Para o artista, Bolsonaro "não fez nada de bom desde que entrou". "O simples fato de esse cara andar na rua sem máscara, tirando máscara de criança, já é motivo (para impeachment). Ele é o presidente da República de um país com 500 mil mortos na pandemia, e ele dá esse exemplo todos os dias na televisão. Isso já é criminoso por si só, é genocida por si só", afirma.

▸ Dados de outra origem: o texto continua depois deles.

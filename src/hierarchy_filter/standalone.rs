//! Pruning policy for the "Standalone Permission Sets" branch
//!
//! A standalone permission set only surfaces when it was matched directly:
//! its detection entry must have an empty (or absent) `includedIn`. A set
//! that was only reachable through some group belongs under that group.

use ps_lab_types::{
    DetectionResult, FilterPayload, HighlightedIds, Node, NodeKind, PermissionType,
};
use tracing::debug;

use super::ids::find_by_id;

/// Keep the directly-matched standalone permission sets, copied as leaves.
///
/// A permission-set search with explicit names only considers those names.
/// Returns `None` when nothing survives.
pub(super) fn filter_standalone_branch(
    branch: &Node,
    detection: &DetectionResult,
    payload: &FilterPayload,
    highlighted: &mut HighlightedIds,
) -> Option<Node> {
    let target_names = if payload.is_type(PermissionType::PermissionSet) {
        payload.target_names()
    } else {
        None
    };

    let surviving: Vec<Node> = branch
        .children()
        .iter()
        .filter(|ps| ps.kind() == NodeKind::PermissionSet)
        .filter(|ps| {
            target_names
                .as_ref()
                .map_or(true, |names| names.iter().any(|name| *name == ps.name()))
        })
        .filter(|ps| is_direct_match(ps, detection))
        .map(Node::leaf_copy)
        .collect();

    highlighted.extend(surviving.iter().filter_map(Node::id).map(str::to_string));

    debug!(
        named = target_names.is_some(),
        surviving = surviving.len(),
        "filtered standalone branch"
    );

    if surviving.is_empty() {
        None
    } else {
        Some(branch.leaf_copy().with_children(surviving))
    }
}

fn is_direct_match(ps: &Node, detection: &DetectionResult) -> bool {
    ps.id()
        .and_then(|id| find_by_id(detection, id))
        .is_some_and(|entry| entry.is_directly_matched())
}
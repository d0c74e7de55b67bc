//! Pruning policy for the "Permission Set Groups" branch

use std::collections::BTreeSet;

use ps_lab_types::{FilterPayload, HighlightedIds, Node, NodeKind, PermissionType};
use tracing::debug;

/// Keep only groups with at least one detected child, and only those children.
///
/// A group-search payload with explicit names narrows the candidate groups
/// to those names first. Returns `None` when no group survives.
pub(super) fn filter_groups_branch(
    branch: &Node,
    detected_ids: &BTreeSet<String>,
    payload: &FilterPayload,
    highlighted: &mut HighlightedIds,
) -> Option<Node> {
    let target_names = if payload.is_type(PermissionType::PermissionSetGroup) {
        payload.target_names()
    } else {
        None
    };

    let surviving: Vec<Node> = branch
        .children()
        .iter()
        .filter(|group| group.kind() == NodeKind::Group)
        .filter(|group| {
            target_names
                .as_ref()
                .map_or(true, |names| names.iter().any(|name| *name == group.name()))
        })
        .filter_map(|group| prune_group(group, detected_ids, highlighted))
        .collect();

    debug!(
        candidates = branch.children().len(),
        surviving = surviving.len(),
        "filtered groups branch"
    );

    if surviving.is_empty() {
        None
    } else {
        Some(branch.leaf_copy().with_children(surviving))
    }
}

fn prune_group(
    group: &Node,
    detected_ids: &BTreeSet<String>,
    highlighted: &mut HighlightedIds,
) -> Option<Node> {
    let matching: Vec<Node> = group
        .children()
        .iter()
        .filter(|ps| ps.id().is_some_and(|id| detected_ids.contains(id)))
        .cloned()
        .collect();

    if matching.is_empty() {
        return None;
    }

    if let Some(id) = group.id() {
        highlighted.insert(id.to_string());
    }
    highlighted.extend(matching.iter().filter_map(Node::id).map(str::to_string));

    Some(group.leaf_copy().with_children(matching))
}

#[cfg(test)]
mod tests {
    use super::*;
    use ps_lab_types::BranchKind;

    fn groups_branch() -> Node {
        Node::branch(
            BranchKind::Groups,
            vec![
                Node::group(
                    "G1",
                    "Sales",
                    vec![
                        Node::permission_set("A", "A"),
                        Node::permission_set("B", "B"),
                        Node::permission_set("D", "D"),
                    ],
                ),
                Node::group("G2", "Service", vec![Node::permission_set("E", "E")]),
            ],
        )
    }

    fn ids(values: &[&str]) -> BTreeSet<String> {
        values.iter().map(|s| s.to_string()).collect()
    }

    #[test]
    fn test_keeps_matching_children_in_order() {
        let mut highlighted = HighlightedIds::new();
        let branch = filter_groups_branch(
            &groups_branch(),
            &ids(&["D", "A"]),
            &FilterPayload::default(),
            &mut highlighted,
        )
        .unwrap();

        assert_eq!(branch.children().len(), 1);
        let kept: Vec<&str> = branch.children()[0]
            .children()
            .iter()
            .map(Node::name)
            .collect();
        assert_eq!(kept, vec!["A", "D"]);
        assert_eq!(highlighted, ids(&["G1", "A", "D"]));
    }

    #[test]
    fn test_named_group_search_restricts_candidates() {
        let mut highlighted = HighlightedIds::new();
        let branch = filter_groups_branch(
            &groups_branch(),
            &ids(&["A", "E"]),
            &FilterPayload::groups(Some("Service")),
            &mut highlighted,
        )
        .unwrap();

        assert_eq!(branch.children().len(), 1);
        assert_eq!(branch.children()[0].name(), "Service");
        assert_eq!(highlighted, ids(&["G2", "E"]));
    }

    #[test]
    fn test_names_ignored_for_other_permission_types() {
        let mut highlighted = HighlightedIds::new();
        let branch = filter_groups_branch(
            &groups_branch(),
            &ids(&["A", "E"]),
            &FilterPayload::permission_sets(Some("Service")),
            &mut highlighted,
        )
        .unwrap();
        assert_eq!(branch.children().len(), 2);
    }

    #[test]
    fn test_no_match_drops_branch() {
        let mut highlighted = HighlightedIds::new();
        let branch = filter_groups_branch(
            &groups_branch(),
            &ids(&["Z"]),
            &FilterPayload::default(),
            &mut highlighted,
        );
        assert!(branch.is_none());
        assert!(highlighted.is_empty());
    }
}
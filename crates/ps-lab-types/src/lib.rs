//! Shared Hierarchy Types for PS-Lab
//!
//! This crate is the SINGLE SOURCE OF TRUTH for every shape that crosses the
//! backend boundary: the permission-set containment hierarchy, detection
//! results and the query payload.
//!
//! ## Boundaries
//!
//! ```text
//! ┌──────────────────┐  JSON   ┌──────────────────┐        ┌──────────────────┐
//! │  Backend query   │ ──────► │  HierarchyFilter │ ─────► │  Tree renderer   │
//! │  service         │         │  (ps-lab)        │        │  (ps-lab-graph)  │
//! └──────────────────┘         └──────────────────┘        └──────────────────┘
//! ```
//!
//! ## Rules
//!
//! 1. Wire shapes (`RawNode`) are camelCase and lenient: absent children are empty
//! 2. Node kind is decided once, at construction time (`Node::from_raw`)
//! 3. No behavior beyond construction helpers and accessors

pub mod detection;
pub mod hierarchy;
pub mod payload;

pub use detection::{DetectionResult, HighlightedIds};
pub use hierarchy::{
    BranchKind, IdField, Node, NodeData, NodeKind, NodeMetadata, RawNode, GROUPS_BRANCH_NAME,
    STANDALONE_BRANCH_NAME,
};
pub use payload::{FilterPayload, ParsePermissionTypeError, PermissionType};
#[cfg(test)]
mod tests {
    use super::*;
    use pretty_assertions::assert_eq;

    const SAMPLE: &str = r#"{
        "name": "Org",
        "children": [
            {
                "name": "Permission Set Groups",
                "children": [
                    {
                        "name": "Sales_Bundle",
                        "permissionSetId": "0PG1",
                        "label": "Sales Bundle",
                        "children": [
                            { "name": "Sales_Read", "permissionSetId": "0PS1" }
                        ]
                    }
                ]
            },
            {
                "name": "Standalone Permission Sets",
                "children": [
                    {
                        "name": "Api_Only",
                        "id": "0PS2",
                        "status": "Active",
                        "lastModifiedDate": "2025-04-16T10:00:00.000+0000",
                        "children": null
                    }
                ]
            }
        ]
    }"#;

    #[test]
    fn test_from_raw_classifies_by_position() {
        let node: Node = serde_json::from_str(SAMPLE).unwrap();

        assert_eq!(node.kind(), NodeKind::Root);
        let groups = node.branch_of(BranchKind::Groups).unwrap();
        assert_eq!(groups.children()[0].kind(), NodeKind::Group);
        assert_eq!(groups.children()[0].id(), Some("0PG1"));
        assert_eq!(
            groups.children()[0].children()[0].kind(),
            NodeKind::PermissionSet
        );

        let standalone = node.branch_of(BranchKind::Standalone).unwrap();
        let ps = &standalone.children()[0];
        assert_eq!(ps.kind(), NodeKind::PermissionSet);
        assert_eq!(ps.id(), Some("0PS2"));
        assert_eq!(ps.metadata().status.as_deref(), Some("Active"));
        assert!(!ps.has_children());
    }

    #[test]
    fn test_unknown_branch_is_other() {
        let raw = RawNode::named("root").with_children(vec![RawNode::named("Muting")]);
        let node = Node::from_raw(raw);
        assert_eq!(
            node.children()[0].kind(),
            NodeKind::Branch(BranchKind::Other)
        );
    }

    #[test]
    fn test_permission_set_id_wins_over_id() {
        let raw: RawNode =
            serde_json::from_str(r#"{"name":"x","id":"a","permissionSetId":"b"}"#).unwrap();
        assert_eq!(raw.identifying_id(), Some("b"));
    }

    #[test]
    fn test_directly_matched() {
        assert!(RawNode::detected("a", Vec::<String>::new()).is_directly_matched());
        assert!(RawNode::named("a").is_directly_matched());
        assert!(!RawNode::detected("a", ["g"]).is_directly_matched());
    }

    #[test]
    fn test_display_label() {
        let ps = Node::permission_set("1", "Sales_Read").with_label("Sales Read");
        assert_eq!(ps.display_label(), "Sales Read (Sales_Read)");
        assert_eq!(Node::permission_set("2", "Plain").display_label(), "Plain");
    }

    #[test]
    fn test_round_trip_preserves_shape() {
        let node: Node = serde_json::from_str(SAMPLE).unwrap();
        let json = serde_json::to_value(&node).unwrap();
        let again: Node = serde_json::from_value(json).unwrap();
        assert_eq!(node, again);
        assert_eq!(node.subtree_len(), 6);
    }

    #[test]
    fn test_id_written_back_under_its_wire_key() {
        let node: Node = serde_json::from_str(SAMPLE).unwrap();
        let json = serde_json::to_value(&node).unwrap();

        let group = &json["children"][0]["children"][0];
        assert_eq!(group["permissionSetId"], "0PG1");
        assert!(group.get("id").is_none());
        let standalone = &json["children"][1]["children"][0];
        assert_eq!(standalone["id"], "0PS2");
        assert!(standalone.get("permissionSetId").is_none());
    }

    #[test]
    fn test_leaf_copy_drops_children() {
        let group = Node::group("g", "G", vec![Node::permission_set("a", "A")]);
        let copy = group.leaf_copy();
        assert_eq!(copy.id(), Some("g"));
        assert!(copy.children().is_empty());
        assert_eq!(group.children().len(), 1);
    }
}
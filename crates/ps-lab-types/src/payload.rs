//! Detection query payload
//!
//! Only the two fields the hierarchy filter reads are modelled; the rest of
//! the criteria belong to the filter-selection UI and the backend and are
//! carried verbatim in `other`.

use serde::{Deserialize, Serialize};

/// What kind of target the query was scoped to
#[derive(Debug, Clone, Copy, PartialEq, Eq, Hash, Serialize, Deserialize)]
pub enum PermissionType {
    /// Search by permission-set group API names
    #[serde(rename = "PSG")]
    PermissionSetGroup,
    /// Search by permission-set API names
    #[serde(rename = "PS")]
    PermissionSet,
    /// Search by assigned user
    #[serde(rename = "User")]
    User,
}

impl PermissionType {
    /// Wire representation
    pub fn as_str(&self) -> &'static str {
        match self {
            PermissionType::PermissionSetGroup => "PSG",
            PermissionType::PermissionSet => "PS",
            PermissionType::User => "User",
        }
    }

    /// Label used by the filter-criteria UI
    pub fn display_name(&self) -> &'static str {
        match self {
            PermissionType::PermissionSetGroup => "Permission Set Group",
            PermissionType::PermissionSet => "Permission Set",
            PermissionType::User => "User",
        }
    }
}

#[derive(Debug, Clone, PartialEq, Eq)]
pub struct ParsePermissionTypeError(pub String);

impl std::fmt::Display for ParsePermissionTypeError {
    fn fmt(&self, f: &mut std::fmt::Formatter<'_>) -> std::fmt::Result {
        write!(f, "unknown permission type '{}' (expected PSG, PS or User)", self.0)
    }
}

impl std::error::Error for ParsePermissionTypeError {}

impl std::str::FromStr for PermissionType {
    type Err = ParsePermissionTypeError;

    fn from_str(s: &str) -> Result<Self, Self::Err> {
        match s.trim() {
            "PSG" => Ok(PermissionType::PermissionSetGroup),
            "PS" => Ok(PermissionType::PermissionSet),
            "User" => Ok(PermissionType::User),
            other => Err(ParsePermissionTypeError(other.to_string())),
        }
    }
}

/// Query descriptor the filter consumes read-only
#[derive(Debug, Clone, PartialEq, Eq, Default, Serialize, Deserialize)]
#[serde(rename_all = "camelCase")]
pub struct FilterPayload {
    #[serde(default, skip_serializing_if = "Option::is_none")]
    pub permission_type: Option<PermissionType>,
    /// Comma-joined target API names
    #[serde(
        rename = "permissionsAPINames",
        default,
        skip_serializing_if = "Option::is_none"
    )]
    pub permissions_api_names: Option<String>,
    /// Criteria this crate does not interpret (`permission`, `metadataNames`, ...)
    #[serde(flatten)]
    pub other: serde_json::Map<String, serde_json::Value>,
}

impl FilterPayload {
    pub fn new(permission_type: Option<PermissionType>, names: Option<&str>) -> Self {
        Self {
            permission_type,
            permissions_api_names: names.map(str::to_string),
            other: serde_json::Map::new(),
        }
    }

    /// Group-search payload
    pub fn groups(names: Option<&str>) -> Self {
        Self::new(Some(PermissionType::PermissionSetGroup), names)
    }

    /// Permission-set search payload
    pub fn permission_sets(names: Option<&str>) -> Self {
        Self::new(Some(PermissionType::PermissionSet), names)
    }

    /// No criteria at all (the shape a user-scoped hierarchy request sends)
    pub fn is_empty(&self) -> bool {
        self.permission_type.is_none()
            && self.permissions_api_names.is_none()
            && self.other.is_empty()
    }

    pub fn is_type(&self, permission_type: PermissionType) -> bool {
        self.permission_type == Some(permission_type)
    }

    /// Target names split on `,` and trimmed; `None` when no names were given
    pub fn target_names(&self) -> Option<Vec<&str>> {
        let raw = self.permissions_api_names.as_deref()?;
        let names: Vec<&str> = raw
            .split(',')
            .map(str::trim)
            .filter(|name| !name.is_empty())
            .collect();
        if names.is_empty() {
            None
        } else {
            Some(names)
        }
    }
}

#[cfg(test)]
mod tests {
    use super::*;

    #[test]
    fn test_target_names_trims() {
        let payload = FilterPayload::groups(Some(" G1 , G2,,"));
        assert_eq!(payload.target_names(), Some(vec!["G1", "G2"]));
    }

    #[test]
    fn test_blank_names_are_none() {
        assert_eq!(FilterPayload::groups(Some(" , ")).target_names(), None);
        assert_eq!(FilterPayload::groups(None).target_names(), None);
    }

    #[test]
    fn test_wire_shape() {
        let payload: FilterPayload =
            serde_json::from_str(r#"{"permissionType":"PS","permissionsAPINames":"A"}"#).unwrap();
        assert!(payload.is_type(PermissionType::PermissionSet));
        assert_eq!(payload.permissions_api_names.as_deref(), Some("A"));

        let empty: FilterPayload = serde_json::from_str("{}").unwrap();
        assert!(empty.is_empty());
    }

    #[test]
    fn test_uninterpreted_criteria_are_not_empty() {
        let payload: FilterPayload =
            serde_json::from_str(r#"{"permission":"ViewSetup","metadataNames":"Account"}"#)
                .unwrap();
        assert!(!payload.is_empty());
        assert_eq!(payload.permission_type, None);
        assert_eq!(payload.other["permission"], "ViewSetup");

        let json = serde_json::to_value(&payload).unwrap();
        assert_eq!(json["metadataNames"], "Account");
    }

    #[test]
    fn test_parse_permission_type() {
        assert_eq!(
            "PSG".parse::<PermissionType>(),
            Ok(PermissionType::PermissionSetGroup)
        );
        assert!("Profile".parse::<PermissionType>().is_err());
    }
}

O compositor conta ter falado em impeachment de Bolsonaro ainda em abril de 2019, quando o governo estava em seus primeiros meses. "Desde a primeira semana eles estão pisando na bola, falando em golpe de Estado, fazendo coisas absurdas todo dia, toda hora. É um abuso de poder", diz.
Lobão faz parte de um grupo de artistas e influenciadores que apoiou ou sinalizou voto em Bolsonaro, mas hoje mudou de lado e se posiciona contra sua gestão, como o comediante Danilo Gentili, o ator e deputado federal Alexandre Frota (PSDB) e o apresentador Luciano Huck, da TV Globo.
O compositor justifica seu apoio dizendo que "não havia alternativa" na época, que não a "retirada do PT do Presidência".
"O Brasil queria se ver livre do PT, não tinha mais alternância de poder. Ele se aliou com o que há de pior na política, inúmeros casos de corrupção. Ele foi corresponsável pelo chavismo na Venezuela, e iria dar um golpe", acusa. "A gente sabia que o Bolsonaro era o que ele é. Mas achava que uma facção liberal e o Exército, que tinha um prestígio de 30 anos depois da ditadura e pessoas esclarecidas, poderiam segurar o cara. Mas não deu", diz.
Não é a primeira vez que Lobão apoia a saída de um presidente. Em 1992, foi a favor do impedimento de Fernando Collor e, em 2016, foi uma das vozes públicas que pediram o afastamento da petista Dilma Rousseff.
Na época, ele discursou em protestos comandados por movimentos como MBL e Vem Pra Rua.
"Para mim, o que Bolsonaro está fazendo supera em muito em gravidade o que os outros dois fizeram. Há uma coleção de crimes. O último é essa denúncia de superfaturamento de vacina", diz, em referência às suspeitas de cobrança de propina para compra de vacinas Covaxin pelo Ministério da Saúde.
Durante os governos petistas, o cantor se posicionou fortemente contra o PT, chamando o ex-presidente Lula de "ladrão e psicopata".
Para as eleições do próximo ano, ele também refuta qualquer possibilidade de votar no ex-metalúrgico, mesmo em um possível segundo turno entre Lula e Bolsonaro.
"Vou me abster. Não voto em nenhum dos dois. Infelizmente, no Brasil o voto é negativo. A gente vota em um para que o outro, pior, não ganhe. Precisamos de um presidente em que a gente possa sair na rua e não haja um clima de semi-guerra civil entre as pessoas", diz Lobão, que ainda acredita em uma possível terceira via para disputar a Presidência.
A mudança de postura em relação a Bolsonaro dificultou a relação do compositor com amigos que continuam seguindo o mandatário, como o músico Roger Moreira, líder da banda Ultraje a Rigor, um dos mais fiéis defensores do bolsonarismo nas redes sociais.
"Não falo mais com quem continua com Bolsonaro. Roger era um parceiro de 40 anos. Mas dei um block nele", conta Lobão.
"Quem é Bolsonaro hoje em dia tem uma questão de higiene moral, não consigo nem falar. Não tenho o menor tipo de aproximação. Você não precisa ser um gênio para perceber o que está acontecendo no Brasil. É um acinte, um estupro, uma violência. Bolsonaro não fez nada de bom, tudo o que ele toca vira merda, é uma virtuose na merda", diz.
Durante a pandemia, Lobão perdeu 90% de sua renda, que vinha essencialmente dos shows. "Fico mais preocupado com os músicos que trabalham comigo, que dependem muito dos shows. Sou um eremita, fico muito em casa, compondo e tocando", diz.
Nos últimos meses, o artista de 63 anos tem se dedicado a produzir um novo disco triplo, Canções de Quarentena, que será lançado em vinil em breve.
De tempos em tempos, o cantor lança na internet uma das faixas do álbum, sempre uma versão dele para músicas que marcaram sua vida, como Gita, de Raul Seixas, e Disparada, de Geraldo Vandré.